MANILA – The Supreme Court (SC) did not make any action on the petition against the withdrawal of the Philippines from the International Criminal Court (ICC), which will take effect March 17.
It did not issue any ruling on various petitions during its en banc session on Tuesday, the last before President Rodrigo Duterte’s decision to withdraw from Rome Statute will become official.
“The withdrawal from ICC takes effect, without prejudice to the Supreme Court resolving the petitions later on and ruling on the prayer for issuance of writ of mandamus,” an SC official said.
There are two petitions questioning withdrawal – first from opposition senators Francis Pangilinan, Franklin Drilon, Bam Aquino, Leila de Lima, Risa Hontiveros, and Antonio Trillanes IV and another from Philippine Coalition for the International Criminal Court.
The petitioners told the SC that Duterte violated the Constitution when he unilaterally withdrew the country’s membership as the Constitution requires ratification of treaties and international agreements by the Senate.
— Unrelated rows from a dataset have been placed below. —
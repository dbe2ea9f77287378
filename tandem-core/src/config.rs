use crate::model::IceServerConfig;
use serde::{Deserialize, Serialize};
use std::time::Duration;

/// Top-level configuration, usually read from a JSON file.
#[derive(Debug, Clone, Default, Serialize, Deserialize, PartialEq)]
#[serde(default)]
pub struct TandemConfig {
    pub transport: TransportConfig,
    pub sync: SyncConfig,
}

/// Peer connection settings shared by every endpoint.
#[derive(Debug, Clone, Serialize, Deserialize, PartialEq)]
#[serde(default)]
pub struct TransportConfig {
    /// STUN/TURN servers. Empty means host candidates only, which is enough when
    /// both endpoints live in the same process.
    pub ice_servers: Vec<IceServerConfig>,
    pub offer_to_receive_audio: bool,
    pub offer_to_receive_video: bool,
    pub control_channel_label: String,
}

impl Default for TransportConfig {
    fn default() -> Self {
        Self {
            ice_servers: Vec::new(),
            offer_to_receive_audio: true,
            offer_to_receive_video: true,
            control_channel_label: "sendDataChannel".to_owned(),
        }
    }
}

#[derive(Debug, Clone, Serialize, Deserialize, PartialEq)]
#[serde(default)]
pub struct SyncConfig {
    pub broadcast_interval_ms: u64,
}

impl SyncConfig {
    pub fn broadcast_interval(&self) -> Duration {
        Duration::from_millis(self.broadcast_interval_ms.max(1))
    }
}

impl Default for SyncConfig {
    fn default() -> Self {
        Self {
            broadcast_interval_ms: 500,
        }
    }
}
mod control;
mod error;
mod media;
mod negotiation;
mod pair;
mod session;
mod sync;
mod transport;

pub use control::*;
pub use error::*;
pub use media::*;
pub use negotiation::*;
pub use pair::*;
pub use session::*;
pub use sync::*;
pub use transport::*;

pub use tandem_core::*;
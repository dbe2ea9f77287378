pub mod config;
pub mod model;

pub use config::{SyncConfig, TandemConfig, TransportConfig};
pub use model::*;
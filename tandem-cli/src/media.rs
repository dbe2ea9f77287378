use bytes::Bytes;
use std::sync::{Arc, Mutex};
use std::time::{Duration, Instant};
use tandem::engine::{LocalTrack, MediaElement, MediaKind, MediaTracks};
use tokio::task::JoinHandle;
use tracing::debug;
use webrtc::media::Sample;

struct Clock {
    anchor: Instant,
    offset: f64,
    playing: bool,
}

/// Stand-in for a video element: a position that advances in real time while playing.
pub struct SimulatedMedia {
    clock: Mutex<Clock>,
}

impl SimulatedMedia {
    pub fn new(start: f64) -> Self {
        Self {
            clock: Mutex::new(Clock {
                anchor: Instant::now(),
                offset: start,
                playing: true,
            }),
        }
    }

    pub fn is_playing(&self) -> bool {
        self.clock.lock().map(|c| c.playing).unwrap_or(false)
    }

    fn update(&self, f: impl FnOnce(&mut Clock)) {
        if let Ok(mut clock) = self.clock.lock() {
            f(&mut clock);
        }
    }
}

fn position(clock: &Clock) -> f64 {
    if clock.playing {
        clock.offset + clock.anchor.elapsed().as_secs_f64()
    } else {
        clock.offset
    }
}

impl MediaElement for SimulatedMedia {
    fn current_time(&self) -> f64 {
        self.clock.lock().map(|c| position(&c)).unwrap_or(0.0)
    }

    fn seek(&self, seconds: f64) {
        self.update(|clock| {
            clock.offset = seconds.max(0.0);
            clock.anchor = Instant::now();
        });
    }

    fn play(&self) {
        self.update(|clock| {
            if !clock.playing {
                clock.anchor = Instant::now();
                clock.playing = true;
            }
        });
    }

    fn pause(&self) {
        self.update(|clock| {
            if clock.playing {
                clock.offset = position(clock);
                clock.playing = false;
            }
        });
    }
}

/// Writes placeholder frames to every track so the far side sees media arrive.
pub fn spawn_feeders(tracks: &MediaTracks) -> Vec<JoinHandle<()>> {
    tracks.iter().cloned().map(spawn_feeder).collect()
}

fn spawn_feeder(track: LocalTrack) -> JoinHandle<()> {
    let (payload, period) = match track.kind() {
        // Not a decodable VP8 frame; the receiver only drains RTP.
        MediaKind::Video => (Bytes::from_static(&[0x10, 0x02, 0x00, 0x9d, 0x01, 0x2a]), 33),
        // Opus silence.
        MediaKind::Audio => (Bytes::from_static(&[0xf8, 0xff, 0xfe]), 20),
    };
    let duration = Duration::from_millis(period);

    tokio::spawn(async move {
        let mut ticker = tokio::time::interval(duration);
        loop {
            ticker.tick().await;
            let sample = Sample {
                data: payload.clone(),
                duration,
                ..Default::default()
            };
            if let Err(e) = track.sample_track().write_sample(&sample).await {
                debug!("{} feeder stopped: {}", track.id(), e);
                break;
            }
        }
    })
}
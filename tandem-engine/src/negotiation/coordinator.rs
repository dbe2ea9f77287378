use crate::error::{CandidateError, NegotiationError, NegotiationStage};
use crate::media::MediaTracks;
use crate::negotiation::{CandidateDisposition, Endpoint};
use crate::transport::{EndpointEvent, EndpointSender, OfferOptions, PeerTransport};
use std::sync::Arc;
use tandem_core::{IceCandidate, PairIndex, Role, SdpKind, SessionDescription, TransportConfig};
use tracing::{debug, info, warn};

/// One endpoint together with its transport and the sender side of its queue.
pub struct EndpointSlot {
    pub endpoint: Endpoint,
    pub transport: Arc<dyn PeerTransport>,
    pub queue: EndpointSender,
}

impl EndpointSlot {
    pub fn new(endpoint: Endpoint, transport: Arc<dyn PeerTransport>, queue: EndpointSender) -> Self {
        Self {
            endpoint,
            transport,
            queue,
        }
    }

    fn post(&self, event: EndpointEvent) {
        if self.queue.send(event).is_err() {
            debug!(
                "{} {}: queue closed, event dropped",
                self.endpoint.pair(),
                self.endpoint.role()
            );
        }
    }

    fn operation_error(&self, stage: NegotiationStage, source: anyhow::Error) -> NegotiationError {
        NegotiationError::Operation {
            pair: self.endpoint.pair(),
            role: self.endpoint.role(),
            stage,
            source,
        }
    }
}

/// Offer/answer/ICE exchange between the two endpoints of a pair. Every step ends by
/// posting an event, so the exchange advances one queued event at a time.
#[derive(Debug, Clone)]
pub struct NegotiationCoordinator {
    pair: PairIndex,
    offer_options: OfferOptions,
    channel_label: String,
}

impl NegotiationCoordinator {
    pub fn new(pair: PairIndex, config: &TransportConfig) -> Self {
        Self {
            pair,
            offer_options: OfferOptions::from(config),
            channel_label: config.control_channel_label.clone(),
        }
    }

    /// Attaches the tracks, opens the control channel and creates the offer.
    pub async fn start(
        &self,
        offerer: &mut EndpointSlot,
        tracks: &MediaTracks,
    ) -> Result<(), NegotiationError> {
        offerer.endpoint.next_on_local(SdpKind::Offer)?;

        for track in tracks.iter() {
            offerer
                .transport
                .add_local_track(track)
                .await
                .map_err(|e| offerer.operation_error(NegotiationStage::AttachTracks, e))?;
        }

        offerer
            .transport
            .create_control_channel(&self.channel_label)
            .await
            .map_err(|e| offerer.operation_error(NegotiationStage::CreateChannel, e))?;

        let offer = offerer
            .transport
            .create_offer(&self.offer_options)
            .await
            .map_err(|e| offerer.operation_error(NegotiationStage::CreateOffer, e))?;

        debug!("{} offerer: offer created ({} tracks)", self.pair, tracks.len());
        offerer.post(EndpointEvent::LocalDescriptionReady(offer));
        Ok(())
    }

    /// Stores `desc` on `this` and applies it as the sibling's remote description.
    pub async fn apply_local_description(
        &self,
        this: &mut EndpointSlot,
        sibling: &mut EndpointSlot,
        desc: SessionDescription,
    ) -> Result<(), NegotiationError> {
        let next = this.endpoint.next_on_local(desc.kind())?;
        this.transport
            .set_local_description(&desc)
            .await
            .map_err(|e| this.operation_error(NegotiationStage::SetLocalDescription, e))?;
        this.endpoint.local_applied(next);
        info!(
            "{} {}: local {} set, now {}",
            self.pair,
            this.endpoint.role(),
            desc.kind(),
            next
        );

        let sibling_next = sibling.endpoint.next_on_remote(desc.kind())?;
        sibling
            .transport
            .set_remote_description(&desc)
            .await
            .map_err(|e| sibling.operation_error(NegotiationStage::SetRemoteDescription, e))?;

        // Candidates that arrived before this description are applied now, in the
        // order they came in. A refused one is reported and the rest still go in.
        let queued = sibling.endpoint.remote_applied(sibling_next);
        info!(
            "{} {}: remote {} set, now {}, flushing {} queued candidates",
            self.pair,
            sibling.endpoint.role(),
            desc.kind(),
            sibling_next,
            queued.len()
        );
        for candidate in queued {
            if let Err(e) = sibling.transport.add_ice_candidate(&candidate).await {
                sibling.endpoint.record_candidate_error();
                let err = CandidateError {
                    pair: self.pair,
                    role: sibling.endpoint.role(),
                    source: e,
                };
                warn!("{}", err);
            }
        }

        sibling.post(EndpointEvent::RemoteDescriptionSet(desc.kind()));
        Ok(())
    }

    /// The answerer answers a remote offer. A remote answer completes the exchange.
    pub async fn on_remote_description_set(
        &self,
        this: &mut EndpointSlot,
        kind: SdpKind,
    ) -> Result<(), NegotiationError> {
        match (this.endpoint.role(), kind) {
            (Role::Answerer, SdpKind::Offer) => {
                this.endpoint.next_on_local(SdpKind::Answer)?;
                let answer = this
                    .transport
                    .create_answer()
                    .await
                    .map_err(|e| this.operation_error(NegotiationStage::CreateAnswer, e))?;
                debug!("{} answerer: answer created", self.pair);
                this.post(EndpointEvent::LocalDescriptionReady(answer));
            }
            (Role::Offerer, SdpKind::Answer) => {
                info!("{}: offer/answer exchange complete", self.pair);
            }
            (role, kind) => {
                warn!("{} {}: unexpected remote {} notification", self.pair, role, kind);
            }
        }
        Ok(())
    }

    /// Trickles a locally gathered candidate to the sibling.
    pub fn forward_candidate(
        &self,
        this: &mut EndpointSlot,
        sibling: &EndpointSlot,
        candidate: Option<IceCandidate>,
    ) {
        let forwarded = this.endpoint.candidate_generated(candidate);
        if forwarded.is_none() {
            debug!("{} {}: candidate gathering complete", self.pair, this.endpoint.role());
        }
        sibling.post(EndpointEvent::CandidateReceived(forwarded));
    }

    /// Applies a candidate from the sibling, or queues it until the remote
    /// description is set. A refused candidate does not fail the endpoint.
    pub async fn receive_candidate(
        &self,
        this: &mut EndpointSlot,
        candidate: Option<IceCandidate>,
    ) -> Result<(), CandidateError> {
        let role = this.endpoint.role();
        match this.endpoint.candidate_received(candidate) {
            CandidateDisposition::Apply(candidate) => {
                if let Err(source) = this.transport.add_ice_candidate(&candidate).await {
                    this.endpoint.record_candidate_error();
                    return Err(CandidateError {
                        pair: self.pair,
                        role,
                        source,
                    });
                }
            }
            CandidateDisposition::Queued => {
                debug!(
                    "{} {}: candidate queued until remote description ({} waiting)",
                    self.pair,
                    role,
                    this.endpoint.pending_candidates()
                );
            }
            CandidateDisposition::EndOfCandidates => {
                debug!("{} {}: sibling finished gathering", self.pair, role);
            }
            CandidateDisposition::Ignored => {
                debug!("{} {}: closed, candidate ignored", self.pair, role);
            }
        }
        Ok(())
    }
}
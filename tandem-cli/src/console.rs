use colored::*;
use tandem::engine::{PairIndex, PositionDisplay, RemoteStream, RenderSink};

/// Prints the shared position read-out.
pub struct ConsoleDisplay;

impl PositionDisplay for ConsoleDisplay {
    fn show_position(&self, pair: PairIndex, seconds: f64) {
        println!("{} {} {:.1}s", "⏱".cyan(), pair, seconds);
    }
}

/// Prints what would be put on screen.
pub struct ConsoleRender;

impl RenderSink for ConsoleRender {
    fn remote_stream_added(&self, pair: PairIndex, stream: &RemoteStream) {
        println!(
            "{} {} receiving stream {} ({} tracks)",
            "📺".green(),
            pair,
            stream.stream_id,
            stream.tracks.len()
        );
    }

    fn render(&self, pair: PairIndex, stream: &RemoteStream) {
        println!("{} showing {} ({})", "📺".green().bold(), pair, stream.stream_id);
    }
}
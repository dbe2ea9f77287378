mod coordinator;
mod endpoint;

pub use coordinator::*;
pub use endpoint::*;
use serde::{Deserialize, Serialize};
use std::fmt;

#[derive(Debug, Serialize, Deserialize, Clone, Copy, Hash, Eq, PartialEq)]
#[serde(rename_all = "lowercase")]
pub enum MediaKind {
    Audio,
    Video,
}

impl fmt::Display for MediaKind {
    fn fmt(&self, f: &mut fmt::Formatter<'_>) -> fmt::Result {
        match self {
            MediaKind::Audio => f.write_str("audio"),
            MediaKind::Video => f.write_str("video"),
        }
    }
}

/// A track received by an answerer.
#[derive(Debug, Serialize, Deserialize, Clone, Eq, PartialEq)]
pub struct RemoteTrack {
    pub kind: MediaKind,
    pub track_id: String,
}

/// The remote media of one pair, as handed to the render sink.
#[derive(Debug, Serialize, Deserialize, Clone, Eq, PartialEq)]
pub struct RemoteStream {
    pub stream_id: String,
    pub tracks: Vec<RemoteTrack>,
}

impl RemoteStream {
    pub fn new(stream_id: impl Into<String>, first: RemoteTrack) -> Self {
        Self {
            stream_id: stream_id.into(),
            tracks: vec![first],
        }
    }

    pub fn has_kind(&self, kind: MediaKind) -> bool {
        self.tracks.iter().any(|t| t.kind == kind)
    }
}
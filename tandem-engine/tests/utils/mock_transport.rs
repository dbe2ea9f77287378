use anyhow::{Result, anyhow, bail};
use async_trait::async_trait;
use std::collections::{HashMap, HashSet};
use std::sync::atomic::{AtomicBool, AtomicUsize, Ordering};
use std::sync::{Arc, Mutex};

use tandem_engine::{
    ChannelState, ChannelStateError, ControlChannel, EndpointEvent, EndpointSender, IceCandidate,
    LocalTrack, MediaKind, OfferOptions, PairIndex, PeerConnectionState, PeerTransport,
    RemoteTrack, Role, SessionDescription, TransportFactory,
};

/// Knobs for [`MockTransportFactory`].
#[derive(Debug, Clone)]
pub struct MockConfig {
    /// Candidates each endpoint gathers.
    pub candidates_per_endpoint: u16,
    /// Gather the offerer's candidates while creating the offer, so they reach the
    /// answerer before it has a remote description.
    pub early_candidates: bool,
    /// Pairs whose offer creation fails.
    pub fail_offer_for: HashSet<PairIndex>,
    /// Endpoints that refuse the first candidate they are asked to add.
    pub refuse_first_candidate_for: HashSet<(PairIndex, Role)>,
}

impl Default for MockConfig {
    fn default() -> Self {
        Self {
            candidates_per_endpoint: 2,
            early_candidates: false,
            fail_offer_for: HashSet::new(),
            refuse_first_candidate_for: HashSet::new(),
        }
    }
}

/// In-memory transports. The two endpoints of a pair share one [`MockLink`], which
/// "connects" once both descriptions are in place on both sides and every candidate
/// has been handed to the transport.
#[derive(Clone, Default)]
pub struct MockTransportFactory {
    config: MockConfig,
    links: Arc<Mutex<HashMap<PairIndex, Arc<MockLink>>>>,
    create_failures: Arc<AtomicUsize>,
}

impl MockTransportFactory {
    pub fn new(config: MockConfig) -> Self {
        Self {
            config,
            links: Arc::new(Mutex::new(HashMap::new())),
            create_failures: Arc::new(AtomicUsize::new(0)),
        }
    }

    /// The next transport creation fails.
    pub fn fail_next_create(&self) {
        self.create_failures.fetch_add(1, Ordering::SeqCst);
    }

    pub fn link(&self, pair: PairIndex) -> Arc<MockLink> {
        self.links
            .lock()
            .unwrap()
            .entry(pair)
            .or_insert_with(|| Arc::new(MockLink::new()))
            .clone()
    }
}

#[async_trait]
impl TransportFactory for MockTransportFactory {
    async fn create(
        &self,
        pair: PairIndex,
        role: Role,
        events: EndpointSender,
    ) -> Result<Arc<dyn PeerTransport>> {
        let failing = self
            .create_failures
            .fetch_update(Ordering::SeqCst, Ordering::SeqCst, |n| n.checked_sub(1))
            .is_ok();
        if failing {
            bail!("scripted transport failure");
        }
        let link = self.link(pair);
        link.side(role, |side| side.events = Some(events.clone()));
        Ok(Arc::new(MockTransport {
            pair,
            role,
            config: self.config.clone(),
            events,
            link,
        }))
    }
}

#[derive(Default)]
struct SideState {
    events: Option<EndpointSender>,
    local: Option<SessionDescription>,
    remote: Option<SessionDescription>,
    tracks: Vec<(MediaKind, String, String)>,
    applied: Vec<IceCandidate>,
    rejected: usize,
    refused: usize,
    sent: Vec<String>,
    closed: bool,
}

#[derive(Default)]
struct LinkState {
    offerer: SideState,
    answerer: SideState,
    channel_label: Option<String>,
    connected: bool,
}

impl LinkState {
    fn side_mut(&mut self, role: Role) -> &mut SideState {
        match role {
            Role::Offerer => &mut self.offerer,
            Role::Answerer => &mut self.answerer,
        }
    }

    fn side(&self, role: Role) -> &SideState {
        match role {
            Role::Offerer => &self.offerer,
            Role::Answerer => &self.answerer,
        }
    }
}

/// Shared state of one mock pair.
pub struct MockLink {
    state: Mutex<LinkState>,
    channel_open: Arc<AtomicBool>,
}

impl MockLink {
    fn new() -> Self {
        Self {
            state: Mutex::new(LinkState::default()),
            channel_open: Arc::new(AtomicBool::new(false)),
        }
    }

    fn side<R>(&self, role: Role, f: impl FnOnce(&mut SideState) -> R) -> R {
        f(self.state.lock().unwrap().side_mut(role))
    }

    /// Candidates `role` added to its transport, in order.
    pub fn applied_candidates(&self, role: Role) -> Vec<IceCandidate> {
        self.state.lock().unwrap().side(role).applied.clone()
    }

    /// Candidates `role` was asked to add before it had a remote description.
    pub fn rejected_candidates(&self, role: Role) -> usize {
        self.state.lock().unwrap().side(role).rejected
    }

    /// Candidates `role` refused on purpose (see `refuse_first_candidate_for`).
    pub fn refused_candidates(&self, role: Role) -> usize {
        self.state.lock().unwrap().side(role).refused
    }

    /// Messages `role` wrote to the control channel.
    pub fn sent_messages(&self, role: Role) -> Vec<String> {
        self.state.lock().unwrap().side(role).sent.clone()
    }

    /// Local tracks attached to `role`.
    pub fn local_tracks(&self, role: Role) -> usize {
        self.state.lock().unwrap().side(role).tracks.len()
    }

    pub fn channel_label(&self) -> Option<String> {
        self.state.lock().unwrap().channel_label.clone()
    }

    pub fn is_connected(&self) -> bool {
        self.state.lock().unwrap().connected
    }

    /// Drops the control channel as if the remote end went away.
    pub fn close_channel(&self) {
        self.channel_open.store(false, Ordering::SeqCst);
        let state = self.state.lock().unwrap();
        let label = state.channel_label.clone().unwrap_or_default();
        for role in Role::BOTH {
            if let Some(events) = &state.side(role).events {
                let _ = events.send(EndpointEvent::ChannelClosed {
                    label: label.clone(),
                });
            }
        }
    }

    /// Reports a transport state change on `role`.
    pub fn report_state(&self, role: Role, observed: PeerConnectionState) {
        self.side(role, |side| {
            if let Some(events) = &side.events {
                let _ = events.send(EndpointEvent::StateChanged(observed));
            }
        });
    }

    fn record_sent(&self, role: Role, text: &str) {
        self.side(role, |side| side.sent.push(text.to_owned()));
    }

    fn try_connect(self: &Arc<Self>, candidates_per_endpoint: u16) {
        let mut state = self.state.lock().unwrap();
        if state.connected {
            return;
        }

        let wanted = candidates_per_endpoint as usize;
        let ready = Role::BOTH.iter().all(|role| {
            let side = state.side(*role);
            side.local.is_some()
                && side.remote.is_some()
                && side.applied.len() + side.refused >= wanted
        });
        if !ready {
            return;
        }
        state.connected = true;

        let (Some(offerer_events), Some(answerer_events)) =
            (state.offerer.events.clone(), state.answerer.events.clone())
        else {
            return;
        };

        for events in [&offerer_events, &answerer_events] {
            let _ = events.send(EndpointEvent::StateChanged(PeerConnectionState::Connecting));
            let _ = events.send(EndpointEvent::StateChanged(PeerConnectionState::Connected));
        }

        for (kind, track_id, stream_id) in &state.offerer.tracks {
            let _ = answerer_events.send(EndpointEvent::TrackReceived {
                stream_id: stream_id.clone(),
                track: RemoteTrack {
                    kind: *kind,
                    track_id: track_id.clone(),
                },
            });
        }

        let Some(label) = state.channel_label.clone() else {
            return;
        };
        self.channel_open.store(true, Ordering::SeqCst);
        drop(state);

        for (role, events, peer_events) in [
            (Role::Offerer, offerer_events.clone(), answerer_events.clone()),
            (Role::Answerer, answerer_events, offerer_events),
        ] {
            let channel = MockChannel {
                label: label.clone(),
                role,
                open: self.channel_open.clone(),
                peer_events,
                link: self.clone(),
            };
            let _ = events.send(EndpointEvent::ChannelOpened {
                channel: Arc::new(channel),
                initiated_locally: role == Role::Offerer,
            });
        }
    }
}

pub struct MockTransport {
    pair: PairIndex,
    role: Role,
    config: MockConfig,
    events: EndpointSender,
    link: Arc<MockLink>,
}

impl MockTransport {
    fn gather(&self) {
        for n in 0..self.config.candidates_per_endpoint {
            let candidate = IceCandidate {
                candidate: format!(
                    "candidate:{n} 1 udp 2130706431 127.0.0.1 {} typ host",
                    40000 + self.pair.get() * 100 + n as usize
                ),
                sdp_mid: Some("0".to_owned()),
                sdp_m_line_index: Some(0),
                username_fragment: Some(format!("{}-{}", self.pair, self.role)),
            };
            let _ = self.events.send(EndpointEvent::CandidateGenerated(Some(candidate)));
        }
        let _ = self.events.send(EndpointEvent::CandidateGenerated(None));
    }
}

#[async_trait]
impl PeerTransport for MockTransport {
    async fn add_local_track(&self, track: &LocalTrack) -> Result<()> {
        let entry = (track.kind(), track.id().to_owned(), track.stream_id().to_owned());
        self.link.side(self.role, |side| side.tracks.push(entry));
        Ok(())
    }

    async fn create_control_channel(&self, label: &str) -> Result<()> {
        self.link.state.lock().unwrap().channel_label = Some(label.to_owned());
        Ok(())
    }

    async fn create_offer(&self, options: &OfferOptions) -> Result<SessionDescription> {
        if self.config.fail_offer_for.contains(&self.pair) {
            bail!("scripted offer failure");
        }
        if self.config.early_candidates {
            self.gather();
        }
        Ok(SessionDescription::offer(format!(
            "v=0 {} audio={} video={}",
            self.pair, options.offer_to_receive_audio, options.offer_to_receive_video
        )))
    }

    async fn create_answer(&self) -> Result<SessionDescription> {
        let has_remote = self.link.side(self.role, |side| side.remote.is_some());
        if !has_remote {
            bail!("no remote offer");
        }
        Ok(SessionDescription::answer(format!("v=0 {} answer", self.pair)))
    }

    async fn set_local_description(&self, desc: &SessionDescription) -> Result<()> {
        self.link.side(self.role, |side| side.local = Some(desc.clone()));
        let gathered_early = self.config.early_candidates && self.role == Role::Offerer;
        if !gathered_early {
            self.gather();
        }
        self.link.try_connect(self.config.candidates_per_endpoint);
        Ok(())
    }

    async fn set_remote_description(&self, desc: &SessionDescription) -> Result<()> {
        self.link.side(self.role, |side| side.remote = Some(desc.clone()));
        self.link.try_connect(self.config.candidates_per_endpoint);
        Ok(())
    }

    async fn add_ice_candidate(&self, candidate: &IceCandidate) -> Result<()> {
        let refuse_first = self
            .config
            .refuse_first_candidate_for
            .contains(&(self.pair, self.role));
        let outcome = self.link.side(self.role, |side| {
            if side.remote.is_none() {
                side.rejected += 1;
                return Err(anyhow!("remote description not set"));
            }
            if refuse_first && side.refused == 0 && side.applied.is_empty() {
                side.refused += 1;
                return Err(anyhow!("scripted candidate failure"));
            }
            side.applied.push(candidate.clone());
            Ok(())
        });
        self.link.try_connect(self.config.candidates_per_endpoint);
        outcome
    }

    async fn close(&self) -> Result<()> {
        let already = self.link.side(self.role, |side| std::mem::replace(&mut side.closed, true));
        if !already {
            self.link.channel_open.store(false, Ordering::SeqCst);
            let _ = self
                .events
                .send(EndpointEvent::StateChanged(PeerConnectionState::Closed));
        }
        Ok(())
    }
}

/// One end of the in-memory control channel; writes land on the peer's queue.
pub struct MockChannel {
    label: String,
    role: Role,
    open: Arc<AtomicBool>,
    peer_events: EndpointSender,
    link: Arc<MockLink>,
}

#[async_trait]
impl ControlChannel for MockChannel {
    fn label(&self) -> &str {
        &self.label
    }

    fn state(&self) -> ChannelState {
        if self.open.load(Ordering::SeqCst) {
            ChannelState::Open
        } else {
            ChannelState::Closed
        }
    }

    async fn send_text(&self, text: &str) -> Result<(), ChannelStateError> {
        let state = self.state();
        if state != ChannelState::Open {
            return Err(ChannelStateError::NotOpen {
                label: self.label.clone(),
                state,
            });
        }
        self.link.record_sent(self.role, text);
        let _ = self
            .peer_events
            .send(EndpointEvent::ChannelMessage(text.to_owned()));
        Ok(())
    }

    async fn close(&self) -> anyhow::Result<()> {
        self.open.store(false, Ordering::SeqCst);
        Ok(())
    }
}
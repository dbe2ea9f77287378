use std::sync::Arc;

use tandem_engine::{MediaTracks, PairIndex, Session, SessionError, TandemConfig};

use crate::integration::{CONNECT_TIMEOUT, init_tracing};
use crate::utils::{MockConfig, MockTransportFactory, RecordingDisplay, RecordingMedia, RecordingRender};

#[tokio::test]
async fn test_failed_pair_creation() {
    init_tracing();

    let factory = MockTransportFactory::new(MockConfig::default());
    let session = Session::new(
        TandemConfig::default(),
        Arc::new(factory.clone()),
        Arc::new(RecordingDisplay::default()),
        Arc::new(RecordingRender::default()),
    );

    factory.fail_next_create();
    let failed = session.add_pair(Arc::new(RecordingMedia::new(10.0))).await;
    assert!(matches!(
        failed,
        Err(SessionError::Transport {
            pair: PairIndex(0),
            ..
        })
    ));

    // Nothing is left behind for the failed pair.
    assert!(!session.controller().is_registered(PairIndex(0)));
    assert!(session.pairs().is_empty());
    assert!(session.pair(PairIndex(0)).is_err());

    // The next pair takes the same index and works.
    let handle = session
        .add_pair(Arc::new(RecordingMedia::new(20.0)))
        .await
        .expect("Failed to add pair");
    assert_eq!(handle.index(), PairIndex(0));
    assert!(session.controller().is_registered(PairIndex(0)));

    handle
        .tracks_ready(MediaTracks::audio_video())
        .await
        .expect("Failed to hand over tracks");
    handle
        .wait_connected(CONNECT_TIMEOUT)
        .await
        .expect("pair should connect");

    session.shutdown().await;
}
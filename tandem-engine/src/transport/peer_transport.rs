use crate::media::LocalTrack;
use crate::transport::EndpointSender;
use anyhow::Result;
use async_trait::async_trait;
use std::sync::Arc;
use tandem_core::{IceCandidate, PairIndex, Role, SessionDescription, TransportConfig};

/// Which media the offer asks to receive even without a local track of that kind.
#[derive(Debug, Clone, Copy, PartialEq, Eq)]
pub struct OfferOptions {
    pub offer_to_receive_audio: bool,
    pub offer_to_receive_video: bool,
}

impl Default for OfferOptions {
    fn default() -> Self {
        Self {
            offer_to_receive_audio: true,
            offer_to_receive_video: true,
        }
    }
}

impl From<&TransportConfig> for OfferOptions {
    fn from(config: &TransportConfig) -> Self {
        Self {
            offer_to_receive_audio: config.offer_to_receive_audio,
            offer_to_receive_video: config.offer_to_receive_video,
        }
    }
}

/// One peer connection. Asynchronous results of the connection itself (candidates,
/// channels, tracks, state) are reported on the endpoint queue the transport was
/// created with, never returned from these calls.
#[async_trait]
pub trait PeerTransport: Send + Sync {
    async fn add_local_track(&self, track: &LocalTrack) -> Result<()>;

    /// Creates the control channel. It is reported with `ChannelOpened` once open.
    async fn create_control_channel(&self, label: &str) -> Result<()>;

    async fn create_offer(&self, options: &OfferOptions) -> Result<SessionDescription>;

    async fn create_answer(&self) -> Result<SessionDescription>;

    async fn set_local_description(&self, desc: &SessionDescription) -> Result<()>;

    async fn set_remote_description(&self, desc: &SessionDescription) -> Result<()>;

    async fn add_ice_candidate(&self, candidate: &IceCandidate) -> Result<()>;

    async fn close(&self) -> Result<()>;
}

/// Builds the transport for one side of a pair.
#[async_trait]
pub trait TransportFactory: Send + Sync {
    async fn create(
        &self,
        pair: PairIndex,
        role: Role,
        events: EndpointSender,
    ) -> Result<Arc<dyn PeerTransport>>;
}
Duterte on March 17, 2018 declared the Philippines’ withdrawal from the Rome Statute, the treaty that established the ICC, due to “baseless, unprecedented and outrageous attacks” against him and his administration.
This came after the ICC announced a preliminary examination into the alleged extrajudicial killings in the country. The preliminary examination will determine whether there is cause to go on a full-blown investigation.
The Rome Statute was created to “put an end to impunity for the perpetrators of these crimes and thus to contribute to the prevention of such crimes” and established the ICC the same day the treaty was entered into force on July 1, 2002.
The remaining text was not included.